Household incomes in Bhutan remain among the world’s lowest however life expectancy increased by 19 years from 1984 to 1998, jumping to 66 years. The country which requires that at least 60 percent of its lands remain forested, welcomes a limited stream of wealthy tourists and exports hydropower to India.
“We have to think of human well-being in broader terms,” said Lyonpo Jigmi Thinley, Bhutan’s home minister and ex-prime minister. “Material well-being is only one component. That doesn’t ensure that you’re at peace with your environment and in harmony with each other.”
Herein lies a whole different notion of how to define sustainability and what are the key indicators. When workers connect the dots between their daily contribution, the firms profitability and their family’s long term happiness, their productivity is guaranteed to rise to unprecedented heights.
The current mode of mass consumption is simply driving consumers to want more and more. Why should one country use enough resources to power a ski slope in a dessert while another country struggles with greater than 60% unemployment figures?

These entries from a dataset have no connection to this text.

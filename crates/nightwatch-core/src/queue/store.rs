//! Text <-> struct mapping for the queue logs.
//!
//! One entry per line:
//!
//! ```text
//! 2026-01-01T00:00:00.000Z | free text prompt
//! 2026-01-01T00:00:01.000Z | [SKIP US-003]
//! 2026-01-01T00:00:01.000Z | [PAUSE] | processedAt:2026-01-01T00:00:05.000Z
//! ```
//!
//! The `processedAt` suffix only appears in the processed log. Nothing here
//! touches the filesystem.

use chrono::{DateTime, SecondsFormat, Utc};
use serde::{Deserialize, Serialize};
use std::collections::HashMap;

const SEPARATOR: char = '|';
const PROCESSED_MARKER: &str = " | processedAt:";

// ---------------------------------------------------------------------------
// Types
// ---------------------------------------------------------------------------

#[derive(Debug, Clone, Copy, PartialEq, Eq, Serialize, Deserialize)]
#[serde(rename_all = "snake_case")]
pub enum ItemKind {
    Prompt,
    Command,
}

/// A recognized control command.
#[derive(Debug, Clone, PartialEq, Eq, Serialize, Deserialize)]
#[serde(tag = "type", rename_all = "snake_case")]
pub enum QueueCommand {
    Pause,
    Abort,
    Skip { story_id: String },
    Priority { story_id: String },
}

impl QueueCommand {
    /// The canonical bracketed token, e.g. `[SKIP US-003]`.
    pub fn token(&self) -> String {
        match self {
            QueueCommand::Pause => "[PAUSE]".to_string(),
            QueueCommand::Abort => "[ABORT]".to_string(),
            QueueCommand::Skip { story_id } => format!("[SKIP {story_id}]"),
            QueueCommand::Priority { story_id } => format!("[PRIORITY {story_id}]"),
        }
    }

    pub fn target_story_id(&self) -> Option<&str> {
        match self {
            QueueCommand::Skip { story_id } | QueueCommand::Priority { story_id } => {
                Some(story_id)
            }
            QueueCommand::Pause | QueueCommand::Abort => None,
        }
    }
}

impl std::fmt::Display for QueueCommand {
    fn fmt(&self, f: &mut std::fmt::Formatter<'_>) -> std::fmt::Result {
        f.write_str(&self.token())
    }
}

#[derive(Debug, Clone, PartialEq, Eq, Serialize, Deserialize)]
pub struct QueueItem {
    pub id: String,
    /// Raw content exactly as it appears after the separator.
    pub content: String,
    pub kind: ItemKind,
    #[serde(skip_serializing_if = "Option::is_none")]
    pub command: Option<QueueCommand>,
    pub added_at: DateTime<Utc>,
    #[serde(skip_serializing_if = "Option::is_none")]
    pub processed_at: Option<DateTime<Utc>>,
}

impl QueueItem {
    pub fn target_story_id(&self) -> Option<&str> {
        self.command.as_ref().and_then(QueueCommand::target_story_id)
    }
}

/// Which log a text blob was read from. Only the processed log may carry the
/// `processedAt` suffix.
#[derive(Debug, Clone, Copy, PartialEq, Eq)]
pub enum LogKind {
    Pending,
    Processed,
}

impl LogKind {
    fn label(self) -> &'static str {
        match self {
            LogKind::Pending => "pending",
            LogKind::Processed => "processed",
        }
    }
}

#[derive(Debug, Clone, Default)]
pub struct ParsedLog {
    pub items: Vec<QueueItem>,
    pub warnings: Vec<String>,
}

/// What the content of a well-formed line turned out to be.
#[derive(Debug, Clone, PartialEq, Eq)]
pub enum Content {
    Prompt,
    Command(QueueCommand),
    /// A `SKIP`/`PRIORITY` token without a story id.
    InvalidCommand(String),
}

// ---------------------------------------------------------------------------
// Id sequencing
// ---------------------------------------------------------------------------

/// Assigns `q-<millis>-<seq>` ids, counting repeats of the same millisecond.
///
/// Feed the processed log first and the pending log second so ids stay
/// stable when items move to the end of the processed log.
#[derive(Debug, Default, Clone)]
pub struct IdSequencer {
    seen: HashMap<i64, u32>,
}

impl IdSequencer {
    pub fn new() -> Self {
        Self::default()
    }

    pub fn next_id(&mut self, added_at: DateTime<Utc>) -> String {
        let millis = added_at.timestamp_millis();
        let seq = self.seen.entry(millis).or_insert(0);
        let id = format!("q-{millis}-{seq}");
        *seq += 1;
        id
    }

    /// Count an entry that already holds the next id of its millisecond.
    pub fn observe(&mut self, added_at: DateTime<Utc>) {
        *self.seen.entry(added_at.timestamp_millis()).or_insert(0) += 1;
    }
}

// ---------------------------------------------------------------------------
// Parsing
// ---------------------------------------------------------------------------

pub fn format_timestamp(ts: DateTime<Utc>) -> String {
    ts.to_rfc3339_opts(SecondsFormat::Millis, true)
}

pub fn parse_timestamp(s: &str) -> Option<DateTime<Utc>> {
    DateTime::parse_from_rfc3339(s.trim())
        .ok()
        .map(|dt| dt.with_timezone(&Utc))
}

/// Classify the content portion of a line.
pub fn classify_content(content: &str) -> Content {
    let trimmed = content.trim();
    let Some(inner) = trimmed
        .strip_prefix('[')
        .and_then(|rest| rest.strip_suffix(']'))
    else {
        return Content::Prompt;
    };

    let mut words = inner.split_whitespace();
    let Some(keyword) = words.next() else {
        return Content::Prompt;
    };
    let args: Vec<&str> = words.collect();

    match keyword.to_ascii_uppercase().as_str() {
        "PAUSE" if args.is_empty() => Content::Command(QueueCommand::Pause),
        "ABORT" if args.is_empty() => Content::Command(QueueCommand::Abort),
        "SKIP" | "PRIORITY" if args.is_empty() => Content::InvalidCommand(trimmed.to_string()),
        "SKIP" => Content::Command(QueueCommand::Skip {
            story_id: args.join(" "),
        }),
        "PRIORITY" => Content::Command(QueueCommand::Priority {
            story_id: args.join(" "),
        }),
        _ => Content::Prompt,
    }
}

/// Split one raw line into `(added_at, content, processed_at)`.
///
/// Returns `None` for a malformed line (no separator, or unparseable leading
/// timestamp).
fn split_line(
    line: &str,
    kind: LogKind,
) -> Option<(DateTime<Utc>, String, Option<DateTime<Utc>>)> {
    let (ts, rest) = line.split_once(SEPARATOR)?;
    let added_at = parse_timestamp(ts)?;
    let mut content = rest.strip_prefix(' ').unwrap_or(rest);

    let mut processed_at = None;
    if kind == LogKind::Processed {
        if let Some((head, tail)) = content.rsplit_once(PROCESSED_MARKER) {
            if let Some(at) = parse_timestamp(tail) {
                processed_at = Some(at);
                content = head;
            }
        }
    }
    Some((added_at, content.to_string(), processed_at))
}

/// Parse a whole log. Never fails: malformed lines become warnings and
/// parsing continues with the next line.
pub fn parse_log(text: &str, kind: LogKind, ids: &mut IdSequencer) -> ParsedLog {
    let mut parsed = ParsedLog::default();

    for (idx, raw) in text.lines().enumerate() {
        let line_no = idx + 1;
        let line = raw.strip_suffix('\r').unwrap_or(raw);
        if line.trim().is_empty() {
            continue;
        }

        let Some((added_at, content, processed_at)) = split_line(line, kind) else {
            parsed.warnings.push(format!(
                "{} log line {line_no}: malformed entry \"{line}\"",
                kind.label()
            ));
            continue;
        };

        let (item_kind, command) = match classify_content(&content) {
            Content::Prompt => (ItemKind::Prompt, None),
            Content::Command(cmd) => (ItemKind::Command, Some(cmd)),
            Content::InvalidCommand(token) => {
                parsed.warnings.push(format!(
                    "{} log line {line_no}: invalid command \"{token}\": missing story id",
                    kind.label()
                ));
                continue;
            }
        };

        parsed.items.push(QueueItem {
            id: ids.next_id(added_at),
            content,
            kind: item_kind,
            command,
            added_at,
            processed_at,
        });
    }

    parsed
}

/// Serialize one item to a line (without trailing newline).
///
/// Exact inverse of [`parse_log`] for well-formed items.
pub fn serialize_item(item: &QueueItem) -> String {
    let mut line = format!("{} | {}", format_timestamp(item.added_at), item.content);
    if let Some(at) = item.processed_at {
        line.push_str(PROCESSED_MARKER);
        line.push_str(&format_timestamp(at));
    }
    line
}

/// Serialize a batch of items, one line each, newline-terminated.
pub fn serialize_log(items: &[QueueItem]) -> String {
    let mut out = String::new();
    for item in items {
        out.push_str(&serialize_item(item));
        out.push('\n');
    }
    out
}

/// Build a new pending item for `content` appended at `added_at`.
pub fn new_item(id: String, content: &str, added_at: DateTime<Utc>) -> QueueItem {
    let (kind, command) = match classify_content(content) {
        Content::Command(cmd) => (ItemKind::Command, Some(cmd)),
        Content::Prompt | Content::InvalidCommand(_) => (ItemKind::Prompt, None),
    };
    QueueItem {
        id,
        content: content.to_string(),
        kind,
        command,
        added_at,
        processed_at: None,
    }
}

// ---------------------------------------------------------------------------
// Tests
// ---------------------------------------------------------------------------

#[cfg(test)]
mod tests {
    use super::*;

    fn ts(s: &str) -> DateTime<Utc> {
        parse_timestamp(s).unwrap()
    }

    fn parse_pending(text: &str) -> ParsedLog {
        parse_log(text, LogKind::Pending, &mut IdSequencer::new())
    }

    #[test]
    fn mixed_file_loads_items_and_one_warning() {
        let text = "2026-01-01T00:00:00.000Z | hello\nnot a line\n2026-01-01T00:00:01.000Z | [SKIP US-003]\n";
        let parsed = parse_pending(text);

        assert_eq!(parsed.items.len(), 2);
        assert_eq!(parsed.items[0].kind, ItemKind::Prompt);
        assert_eq!(parsed.items[0].content, "hello");
        assert_eq!(parsed.items[1].kind, ItemKind::Command);
        assert_eq!(
            parsed.items[1].command,
            Some(QueueCommand::Skip {
                story_id: "US-003".into()
            })
        );
        assert_eq!(parsed.warnings.len(), 1);
        assert!(parsed.warnings[0].contains("not a line"));
    }

    #[test]
    fn malformed_lines_never_halt_parsing() {
        let text = "garbage\n\
                    2026-01-01T00:00:00.000Z | one\n\
                    yesterday | two\n\
                    2026-01-01T00:00:02.000Z | three\n\
                    | four\n";
        let parsed = parse_pending(text);
        let contents: Vec<_> = parsed.items.iter().map(|i| i.content.as_str()).collect();
        assert_eq!(contents, vec!["one", "three"]);
        assert_eq!(parsed.warnings.len(), 3);
        assert!(parsed.warnings[0].contains("garbage"));
        assert!(parsed.warnings[1].contains("yesterday | two"));
        assert!(parsed.warnings[2].contains("| four"));
    }

    #[test]
    fn only_first_separator_splits() {
        let parsed = parse_pending("2026-01-01T00:00:00.000Z | a | b | c\n");
        assert_eq!(parsed.items[0].content, "a | b | c");
    }

    #[test]
    fn blank_lines_are_ignored() {
        let parsed = parse_pending("\n   \n2026-01-01T00:00:00.000Z | x\n\n");
        assert_eq!(parsed.items.len(), 1);
        assert!(parsed.warnings.is_empty());
    }

    #[test]
    fn command_keyword_case_insensitive_id_case_preserved() {
        let cases = [
            ("[pause]", QueueCommand::Pause),
            ("[Abort]", QueueCommand::Abort),
            (
                "[skip   Us-007 ]",
                QueueCommand::Skip {
                    story_id: "Us-007".into(),
                },
            ),
            (
                "[  PRIORITY\tUS-010]",
                QueueCommand::Priority {
                    story_id: "US-010".into(),
                },
            ),
        ];
        for (content, expected) in cases {
            assert_eq!(
                classify_content(content),
                Content::Command(expected),
                "content: {content}"
            );
        }
    }

    #[test]
    fn skip_without_id_is_invalid_command_warning() {
        let text = "2026-01-01T00:00:00.000Z | [SKIP]\n2026-01-01T00:00:01.000Z | [priority  ]\n";
        let parsed = parse_pending(text);
        assert!(parsed.items.is_empty());
        assert_eq!(parsed.warnings.len(), 2);
        assert!(parsed.warnings[0].contains("invalid command"));
        assert!(parsed.warnings[1].contains("missing story id"));
    }

    #[test]
    fn unknown_bracket_token_is_a_prompt() {
        assert_eq!(classify_content("[RESUME]"), Content::Prompt);
        assert_eq!(classify_content("[PAUSE now]"), Content::Prompt);
        assert_eq!(classify_content("[]"), Content::Prompt);
    }

    #[test]
    fn ids_count_repeats_of_same_millisecond() {
        let text = "2026-01-01T00:00:00.000Z | a\n2026-01-01T00:00:00.000Z | b\n2026-01-01T00:00:00.001Z | c\n";
        let parsed = parse_pending(text);
        let base = ts("2026-01-01T00:00:00.000Z").timestamp_millis();
        assert_eq!(parsed.items[0].id, format!("q-{base}-0"));
        assert_eq!(parsed.items[1].id, format!("q-{base}-1"));
        assert_eq!(parsed.items[2].id, format!("q-{}-0", base + 1));
    }

    #[test]
    fn pending_items_round_trip() {
        let mut ids = IdSequencer::new();
        let at = ts("2026-03-04T05:06:07.089Z");
        let items = vec![
            new_item(ids.next_id(at), "look at the failing test first", at),
            new_item(ids.next_id(at), "[SKIP US-003]", at),
            new_item(ids.next_id(at), "  spaced | piped  ", at),
        ];
        let text = serialize_log(&items);
        let parsed = parse_log(&text, LogKind::Pending, &mut IdSequencer::new());
        assert!(parsed.warnings.is_empty());
        assert_eq!(parsed.items, items);
    }

    #[test]
    fn processed_items_round_trip() {
        let at = ts("2026-01-01T00:00:00.000Z");
        let mut item = new_item("q-1767225600000-0".into(), "[PAUSE]", at);
        item.processed_at = Some(ts("2026-01-01T00:00:09.500Z"));

        let line = serialize_item(&item);
        assert_eq!(
            line,
            "2026-01-01T00:00:00.000Z | [PAUSE] | processedAt:2026-01-01T00:00:09.500Z"
        );
        let parsed = parse_log(&line, LogKind::Processed, &mut IdSequencer::new());
        assert_eq!(parsed.items, vec![item]);
    }

    #[test]
    fn processed_marker_ignored_in_pending_log() {
        let line = "2026-01-01T00:00:00.000Z | note | processedAt:2026-01-01T00:00:09.500Z";
        let parsed = parse_pending(line);
        assert_eq!(
            parsed.items[0].content,
            "note | processedAt:2026-01-01T00:00:09.500Z"
        );
        assert!(parsed.items[0].processed_at.is_none());
    }

    #[test]
    fn command_token_matches_serialized_form() {
        let cmd = QueueCommand::Priority {
            story_id: "US-2".into(),
        };
        assert_eq!(cmd.token(), "[PRIORITY US-2]");
        assert_eq!(classify_content(&cmd.token()), Content::Command(cmd));
    }
}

A recent sound bite on television showed a former executive from the motor car industry questioning the evidence about global warming. A visit to another executive’s home showed a fully air conditioned house. With the launch of every new mobile device, you need a different charger, shell, etc. Business leaders have to re-design the consumption model and cater for cradle to cradle design and innovation. The world cannot continue to feed the consumption habit. At some point citizens will rail against the fact of 25% of global resources is being consumed by 5% of the population.
The major challenge is how to balance economic development with the emotional and spiritual well-being of people. That’s the real challenge of HSSE excellence as a path-way to sustainability.